Different systems implement this differently.
RabbitMQ implements acknowledgments at the individual-message level and uses its queue data structure to decide when to redeliver. Messages stay in RAM or on disk until acked.
Kafka’s approach is fundamentally different: acknowledgment is not per message but per offset in an ordered log. The consumer, not the broker, controls when messages are considered processed. Consumers poll and process messages sequentially, maintaining in fact a local offset pointer (“how far I’ve read”). So the acknowledgment is translated in committing the offset.

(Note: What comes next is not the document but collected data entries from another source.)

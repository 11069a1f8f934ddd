//! Resolve a sitemap tree into a flat, deduplicated set of URL entries.

use super::parser;
use super::types::{SitemapDocument, SitemapEntry};
use crate::error::Result;
use crate::fetch::client::HttpClient;
use std::collections::{HashSet, VecDeque};
use tracing::{debug, info, warn};
use url::Url;

/// Walks from a root sitemap URL through any index structure, retrieving
/// and parsing each child document.
///
/// Traversal is an explicit work queue over a visited-URL set, so a
/// sitemap index that references itself (directly or through a chain)
/// terminates: a document URL seen twice is treated as an empty result.
/// A fetch or parse failure on a child document is logged and skipped —
/// partial coverage, never an aborted run. Only a fetch failure on the
/// root document is returned to the caller.
pub struct SitemapResolver<'a> {
    client: &'a HttpClient,
}

impl<'a> SitemapResolver<'a> {
    pub fn new(client: &'a HttpClient) -> Self {
        Self { client }
    }

    /// Resolve the tree rooted at `root` into entries in discovery order.
    ///
    /// When the same URL appears in multiple child documents the
    /// first-seen entry wins; conflicting metadata from later duplicates
    /// is discarded, not merged.
    pub async fn resolve(&self, root: &Url) -> Result<Vec<SitemapEntry>> {
        let mut queue: VecDeque<Url> = VecDeque::from([root.clone()]);
        let mut visited: HashSet<String> = HashSet::new();
        let mut seen_urls: HashSet<String> = HashSet::new();
        let mut entries: Vec<SitemapEntry> = Vec::new();
        let mut is_root = true;

        while let Some(doc_url) = queue.pop_front() {
            if !visited.insert(doc_url.as_str().to_string()) {
                debug!(document = %doc_url, "already visited, skipping");
                continue;
            }

            let body = match self.client.get_text(&doc_url).await {
                Ok(body) => body,
                Err(e) if is_root => return Err(e),
                Err(e) => {
                    warn!("skipping unreachable sitemap: {e}");
                    continue;
                }
            };
            is_root = false;

            match parser::parse_document(&body, &doc_url) {
                Ok(SitemapDocument::UrlSet(list)) => {
                    debug!(document = %doc_url, urls = list.len(), "parsed urlset");
                    for entry in list {
                        if seen_urls.insert(entry.url.as_str().to_string()) {
                            entries.push(entry);
                        } else {
                            debug!(url = %entry.url, "duplicate URL, keeping first occurrence");
                        }
                    }
                }
                Ok(SitemapDocument::Index(refs)) => {
                    debug!(document = %doc_url, children = refs.len(), "parsed sitemap index");
                    for child in refs {
                        queue.push_back(child.url);
                    }
                }
                Err(e) => warn!("skipping unparseable sitemap: {e}"),
            }
        }

        info!(entries = entries.len(), documents = visited.len(), "sitemap tree resolved");
        Ok(entries)
    }
}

Kafka brokers don’t redeliver messages, clients simply re-read uncommitted offsets.
NATS sits between RabbitMQ’s per-message acks and Kafka’s offset model. Each consumer has its own ack policy (AckNone, AckAll, AckExplicit) and specifies an ack_wait duration. If the broker doesn’t receive an ack within that window, it redelivers the message. Ack state lives in the broker, by storing per-consumer metadata. It’s more a hybrid model.
When a broker retries multiple times without ever getting an ack, it’s a strong signal that something is wrong with the consumer or with the message itself. As we’ve seen, we’ve identified a general pattern: (1) message is delivered to a consumer, (2) generally, an ack timer starts, (3) the timer expires, so the broker redelivers, (4) this cycle repeats several times. At this point, the broker must decide how to handle a message that never gets acknowledged.

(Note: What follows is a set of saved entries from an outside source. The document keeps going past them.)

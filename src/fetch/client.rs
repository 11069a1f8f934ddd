//! Shared HTTP client for sitemap documents and page bodies.
//!
//! Wraps a single `reqwest::Client` with the configured User-Agent,
//! timeout, and limited redirects. Gzip response bodies are decompressed
//! transparently, so the XML parser only ever sees text.

use crate::config::FetchConfig;
use crate::error::{Error, Result};
use tracing::debug;
use url::Url;

pub struct HttpClient {
    inner: reqwest::Client,
    retries: u32,
}

impl HttpClient {
    pub fn new(config: &FetchConfig) -> Result<Self> {
        let inner = reqwest::Client::builder()
            .user_agent(config.user_agent.clone())
            .redirect(reqwest::redirect::Policy::limited(5))
            .timeout(config.timeout)
            .build()
            .map_err(|e| Error::Client(e.to_string()))?;
        Ok(Self {
            inner,
            retries: config.retries,
        })
    }

    /// GET a document and return its body as text.
    ///
    /// A non-2xx status, timeout, or transport failure (after retries)
    /// yields [`Error::Fetch`].
    pub async fn get_text(&self, url: &Url) -> Result<String> {
        let resp = self.send(url).await?;
        let status = resp.status();
        if !status.is_success() {
            return Err(Error::fetch(url.as_str(), format!("status {status}")));
        }
        resp.text()
            .await
            .map_err(|e| Error::fetch(url.as_str(), e))
    }

    /// HEAD probe returning the response status code.
    pub async fn head_status(&self, url: &Url) -> Result<u16> {
        let resp = self
            .inner
            .head(url.clone())
            .send()
            .await
            .map_err(|e| Error::fetch(url.as_str(), e))?;
        Ok(resp.status().as_u16())
    }

    async fn send(&self, url: &Url) -> Result<reqwest::Response> {
        let mut attempt = 0;
        loop {
            match self.inner.get(url.clone()).send().await {
                Ok(resp) => return Ok(resp),
                Err(e) if attempt < self.retries => {
                    attempt += 1;
                    debug!(url = %url, attempt, "retrying after transport error: {e}");
                }
                Err(e) => return Err(Error::fetch(url.as_str(), e)),
            }
        }
    }
}
//! Importance scoring and ranking of resolved sitemap entries.

pub mod ranker;
pub mod scorer;
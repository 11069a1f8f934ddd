//! Error taxonomy for sitemap resolution and scoring.

use thiserror::Error;

pub type Result<T> = std::result::Result<T, Error>;

/// Errors produced while resolving and scoring a sitemap tree.
///
/// None of these abort a resolution run on their own: document-level
/// failures are logged and skipped, entry-level failures drop the single
/// entry. The only fatal case is a `Fetch` error for the root document,
/// which the resolver returns to the caller.
#[derive(Debug, Error)]
pub enum Error {
    /// Retrieving a document failed: network error, timeout, or non-2xx.
    #[error("failed to fetch {url}: {reason}")]
    Fetch { url: String, reason: String },

    /// A document was not parseable sitemap XML.
    #[error("failed to parse {url}: {reason}")]
    Parse { url: String, reason: String },

    /// A single entry carried invalid data (missing or repeated `<loc>`,
    /// non-numeric priority, relative URL).
    #[error("invalid sitemap entry: {0}")]
    Validation(String),

    /// The HTTP client could not be constructed.
    #[error("http client setup failed: {0}")]
    Client(String),
}

impl Error {
    pub fn fetch(url: impl Into<String>, reason: impl ToString) -> Self {
        Self::Fetch {
            url: url.into(),
            reason: reason.to_string(),
        }
    }

    pub fn parse(url: impl Into<String>, reason: impl ToString) -> Self {
        Self::Parse {
            url: url.into(),
            reason: reason.to_string(),
        }
    }
}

In mature systems, after a high number of retries or a time threshold, the broker stops trying to redeliver the message endlessly and applies one of the following policies.
Dead-Letter Queue, where the message is moved to a special queue or topic after n failed delivery attempts. There may be additional metadata, such as number of delivery attempts and last error message or timestamp.

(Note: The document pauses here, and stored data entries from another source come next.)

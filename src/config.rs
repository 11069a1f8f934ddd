//! Immutable configuration for scoring and fetching.

use crate::sitemap::types::ChangeFrequency;
use std::time::Duration;

/// Weights and thresholds consumed by the scorer and ranker.
///
/// Built once and passed by reference; nothing in here is mutated after
/// construction, so scoring stays deterministic and safe to test in
/// parallel.
#[derive(Debug, Clone)]
pub struct ScoreConfig {
    /// Keywords matched case-insensitively against the URL path.
    /// Each match adds [`KEYWORD_POINTS`](crate::ranking::scorer::KEYWORD_POINTS).
    pub keywords: Vec<String>,
    /// Points awarded per change frequency, spanning 0 to 15.
    pub frequency_points: Vec<(ChangeFrequency, f64)>,
    /// Frequency assumed when a sitemap omits `<changefreq>`.
    pub default_frequency: ChangeFrequency,
    /// How many entries the bounded top view exposes by default.
    pub top_n: usize,
    /// Age at which the recency bonus decays to zero.
    pub recency_horizon_days: u32,
}

impl Default for ScoreConfig {
    fn default() -> Self {
        Self {
            keywords: [
                "about", "contact", "services", "products", "pricing", "team", "blog", "faq",
            ]
            .iter()
            .map(|s| s.to_string())
            .collect(),
            frequency_points: vec![
                (ChangeFrequency::Always, 15.0),
                (ChangeFrequency::Hourly, 12.75),
                (ChangeFrequency::Daily, 10.5),
                (ChangeFrequency::Weekly, 8.25),
                (ChangeFrequency::Monthly, 6.0),
                (ChangeFrequency::Yearly, 3.0),
                (ChangeFrequency::Never, 0.0),
            ],
            default_frequency: ChangeFrequency::Monthly,
            top_n: 25,
            recency_horizon_days: 365,
        }
    }
}

impl ScoreConfig {
    /// Points for a (possibly absent) change frequency.
    ///
    /// Absent or unrecognized frequencies fall back to the default
    /// frequency's points.
    pub fn frequency_score(&self, freq: Option<ChangeFrequency>) -> f64 {
        let freq = freq.unwrap_or(self.default_frequency);
        self.frequency_points
            .iter()
            .find(|(f, _)| *f == freq)
            .map(|(_, pts)| *pts)
            .unwrap_or(0.0)
    }
}

/// Settings for the HTTP layer and fetch pacing.
#[derive(Debug, Clone)]
pub struct FetchConfig {
    /// Per-document retrieval timeout.
    pub timeout: Duration,
    /// Minimum delay between successive page fetches.
    pub fetch_delay: Duration,
    /// User-Agent sent with every request.
    pub user_agent: String,
    /// Extra attempts after a transport error.
    pub retries: u32,
}

impl Default for FetchConfig {
    fn default() -> Self {
        Self {
            timeout: Duration::from_secs(30),
            fetch_delay: Duration::from_millis(2000),
            user_agent: format!("siterank/{} (+https://github.com/siterank/siterank)", env!("CARGO_PKG_VERSION")),
            retries: 1,
        }
    }
}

Parking/Holding Queue, which is similar to DLQ but temporary: the broker just sets aside stuck messages to retry later.
Backoff: instead of retrying immediately, the broker waits longer between retries.
Finally, drop: for best-effort workloads, like telemetry, the broker may simply drop the message after a number of failed attempts.
So the retry is a main strategy, and once it enters the picture, duplicates become inevitable. Example: a consumer might process a message and then crash before sending the ack, and when it comes back the broker resends the same message. Idempotency plays an important role, and it guarantees that a consumer can safely handle the same message twice without side-effects.
A typical deduplication technique is to assign a unique ID to each message. The consumer then keeps a short-term deduplication store. Before processing, the consumer checks if that ID was already handled. Kafka’s idempotent producer works similarly: it assigns sequence numbers to each message and ensures the broker discards duplicates on resend.
In my first blog post about Message Brokers we’ve also seen that exactly-once exists as a delivery semantic, but I think that it is rarely exact. And here, we enter somewhat into the realm of relativism. In distributed systems, exactly-once only holds within one broker’s domain, not across APIs, databases … Once you leave the broker, we enter a world of retries and partial failures. That’s why most productive environments focus on idempotent consumers rather than chasing exactly-once across systems.
In the end, I think delivery failures should be prevented by making them predictable, and by making sure they don’t matter.